Side.056 想定外の出来事 An unexpected occurrence
この犯行声明はニュース番組で大々的に報道された。このことに一番驚いているのは須田哲夫だった。退屈な天使たちのメンバーである彼はこの犯行声明について把握していなかったのだ。昼休憩中に彼のサマエルから電話が届いた。

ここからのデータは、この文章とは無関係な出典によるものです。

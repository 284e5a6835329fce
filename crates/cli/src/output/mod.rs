//! Output formatting utilities
//!
//! All command output, including operation errors, goes to stdout.
//! Logging goes to stderr through tracing.

mod formatter;

pub use formatter::Formatter;

/// Output configuration derived from CLI flags
#[derive(Debug, Clone, Default)]
pub struct OutputConfig {
    /// Disable colored output
    pub no_color: bool,
    /// Suppress success messages
    pub quiet: bool,
}
//! API gateway client
//!
//! Builds the requests for the four storage operations and routes get/put
//! through a presigned URL when asked to. Every request to the gateway carries
//! the `x-api-key` header; requests to a presigned URL never do, since the URL
//! itself carries the authorization.
//!
//! Status codes are not inspected. A response of any status counts as success
//! unless the transport fails or a presigned URL payload cannot be decoded.

use std::fmt;

use http::Method;
use serde::Deserialize;
use url::Url;

use crate::config::Credentials;
use crate::error::{Error, Result};
use crate::request::{API_KEY_HEADER, HttpRequest, HttpResponse};
use crate::traits::HttpTransport;

/// An object addressed by bucket and key
#[derive(Debug, Clone, PartialEq, Eq)]
pub struct ObjectRef {
    pub bucket: String,
    pub key: String,
}

impl ObjectRef {
    pub fn new(bucket: impl Into<String>, key: impl Into<String>) -> Self {
        Self {
            bucket: bucket.into(),
            key: key.into(),
        }
    }
}

impl fmt::Display for ObjectRef {
    fn fmt(&self, f: &mut fmt::Formatter<'_>) -> fmt::Result {
        write!(f, "{}/{}", self.bucket, self.key)
    }
}

/// How object data is transferred
#[derive(Debug, Clone, Copy, PartialEq, Eq, Default)]
pub enum TransferMode {
    /// Data goes through the gateway itself
    #[default]
    Direct,
    /// Data goes straight to storage through a presigned URL
    Presigned,
}

impl TransferMode {
    pub const fn from_flag(presigned: bool) -> Self {
        if presigned {
            TransferMode::Presigned
        } else {
            TransferMode::Direct
        }
    }
}

/// Gateway reply to a `?presigned=true` request
#[derive(Debug, Clone, Deserialize)]
pub struct PresignedUrlResponse {
    pub url: String,
}

/// Client for the storage API gateway
pub struct Gateway<T> {
    transport: T,
    credentials: Credentials,
}

impl<T: HttpTransport> Gateway<T> {
    pub fn new(transport: T, credentials: Credentials) -> Self {
        Self {
            transport,
            credentials,
        }
    }

    /// Get the underlying transport
    pub fn transport(&self) -> &T {
        &self.transport
    }

    /// List buckets. The body is returned as-is, without parsing.
    pub async fn list_buckets(&self) -> Result<Vec<u8>> {
        let url = self.endpoint(&["s3", "list"])?;
        let response = self.send(self.authenticated(Method::GET, url)).await?;
        Ok(response.body)
    }

    /// Ask the gateway for a presigned URL for `object`
    pub async fn presigned_url(&self, object: &ObjectRef) -> Result<Url> {
        let url = self.object_url(object, TransferMode::Presigned)?;
        let response = self.send(self.authenticated(Method::GET, url)).await?;

        let presigned: PresignedUrlResponse = serde_json::from_slice(&response.body)?;
        Ok(Url::parse(&presigned.url)?)
    }

    /// Download an object's content
    pub async fn get_object(&self, object: &ObjectRef, mode: TransferMode) -> Result<Vec<u8>> {
        let response = match mode {
            TransferMode::Direct => {
                let url = self.object_url(object, mode)?;
                self.send(self.authenticated(Method::GET, url)).await?
            }
            TransferMode::Presigned => {
                let url = self.presigned_url(object).await?;
                self.send(HttpRequest::new(Method::GET, url)).await?
            }
        };

        Ok(response.body)
    }

    /// Upload `data` as the object's content
    pub async fn put_object(
        &self,
        object: &ObjectRef,
        data: Vec<u8>,
        mode: TransferMode,
    ) -> Result<()> {
        let request = match mode {
            TransferMode::Direct => {
                let url = self.object_url(object, mode)?;
                self.authenticated(Method::PUT, url)
            }
            TransferMode::Presigned => {
                let url = self.presigned_url(object).await?;
                HttpRequest::new(Method::PUT, url)
            }
        };

        self.send(request.body(data)).await?;
        Ok(())
    }

    /// Delete an object
    pub async fn delete_object(&self, object: &ObjectRef) -> Result<()> {
        let url = self.object_url(object, TransferMode::Direct)?;
        self.send(self.authenticated(Method::DELETE, url)).await?;
        Ok(())
    }

    fn authenticated(&self, method: Method, url: Url) -> HttpRequest {
        HttpRequest::new(method, url).header(API_KEY_HEADER, self.credentials.api_key().clone())
    }

    async fn send(&self, request: HttpRequest) -> Result<HttpResponse> {
        tracing::debug!(
            method = %request.method,
            url = %request.redacted_url(),
            authenticated = request.header_value(API_KEY_HEADER).is_some(),
            "sending request"
        );

        let response = self.transport.send(request).await?;

        tracing::debug!(
            status = response.status,
            bytes = response.body.len(),
            "received response"
        );
        Ok(response)
    }

    /// `{apiURL}/s3/{bucket}/{key}`, with `?presigned=true` in presigned mode
    ///
    /// Dot segments are refused: the URL parser would resolve them and the
    /// request would land on a different object or route.
    fn object_url(&self, object: &ObjectRef, mode: TransferMode) -> Result<Url> {
        let mut segments = vec!["s3", object.bucket.as_str()];
        segments.extend(object.key.split('/'));
        if segments[1..].iter().any(|s| matches!(*s, "." | "..")) {
            return Err(Error::InvalidKey(object.to_string()));
        }

        let mut url = self.endpoint(&segments)?;
        if mode == TransferMode::Presigned {
            url.query_pairs_mut().append_pair("presigned", "true");
        }
        Ok(url)
    }

    fn endpoint(&self, segments: &[&str]) -> Result<Url> {
        let base = self.credentials.api_url();
        let mut url = base.clone();
        url.path_segments_mut()
            .map_err(|_| Error::Config(format!("API URL cannot be a base: {base}")))?
            .pop_if_empty()
            .extend(segments);
        Ok(url)
    }
}
//! list command - List buckets
//!
//! Prints the gateway's bucket listing exactly as received.

use anyhow::Context;
use s3p_core::{Gateway, HttpTransport};

use crate::exit_code::ExitCode;
use crate::output::Formatter;

/// Execute the list command
pub async fn execute<T: HttpTransport>(gateway: &Gateway<T>, formatter: &Formatter) -> ExitCode {
    match fetch(gateway).await {
        Ok(body) => {
            if let Err(e) = formatter.raw(&body) {
                formatter.error(&format!("Failed to write to stdout: {e}"));
            }
        }
        Err(e) => formatter.error(&format!("{e:#}")),
    }

    ExitCode::Success
}

async fn fetch<T: HttpTransport>(gateway: &Gateway<T>) -> anyhow::Result<Vec<u8>> {
    gateway
        .list_buckets()
        .await
        .context("Error listing buckets")
}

「サマエル。今朝発表された犯行声明について分かりましたか」
『はい。どうやら組織のコンピュータがハッキングされたようです。そこから過去10年間の犯行声明の文章データが盗まれました』
サマエルからの報告を受け須田は感心する。
「中々やりますね。組織のコンピュータは神憑りの能力を持つハッカーにしかハッキングできないはずですよね」
『ああ。それで文章データを盗んだハッカーの目的は何だろうな』
「化け狐の目的は国家を脅かす振り込め詐欺でしょうね。振り込め詐欺を取り締まる警察を対象に振り込め詐欺を仕掛ける度胸は賞賛するに値します。ただしこのまま化け狐を野放しにすると、濡れ衣を着せられることになります。ということで化け狐を狩ります。あの方からの許可はこれから取るということにして。許可が取れたら組織のコンピュータに侵入したハッカーの特定をしてください」
ラグエルは電話を切りながら心の中で呟いた。
(こっちは容疑者を特定しますか)
その頃弁護士の菅野聖也は警察庁に呼び出されていた。彼は榊原刑事局長に呼び出された。入室するなり菅野は用件を質問する。
「榊原刑事局長。用というのは何ですか」
「その前にファイルΩを覚えているか」
菅野はファイルΩについて思い出す。そのファイルには国家転覆が容易にできるほどの国家の不祥事が保存されている。そのため多くのテロリストは国家転覆を狙うため喉から手が出るほど欲しいと思っている。それは退屈な天使たちも同様であると警察組織は考えている。
「覚えていますが、そのファイルがどうかしましたか」
「実はこのファイルが保存されている国家機密クラスのコンピュータが何者かにハッキングされて、ファイルを閲覧された形跡があるそうだ。このファイルの存在を一般人は知らない。ということは容疑者が限定される。君にはこの不正アクセス事件の捜査をしてもらいたい。容疑者は政界や警察組織の中にもいるから全く関係ないあなたにしか捜査を頼むことができない」
菅野は首を縦に振る。
「いいですよ。この事件の被疑者ではないかという人物に心当たりがあるのでこれから接触してみますね」
菅野は刑事局長室を退室して、その足で警視庁へと向かう。不正アクセス事件の第一容疑者に接触するために。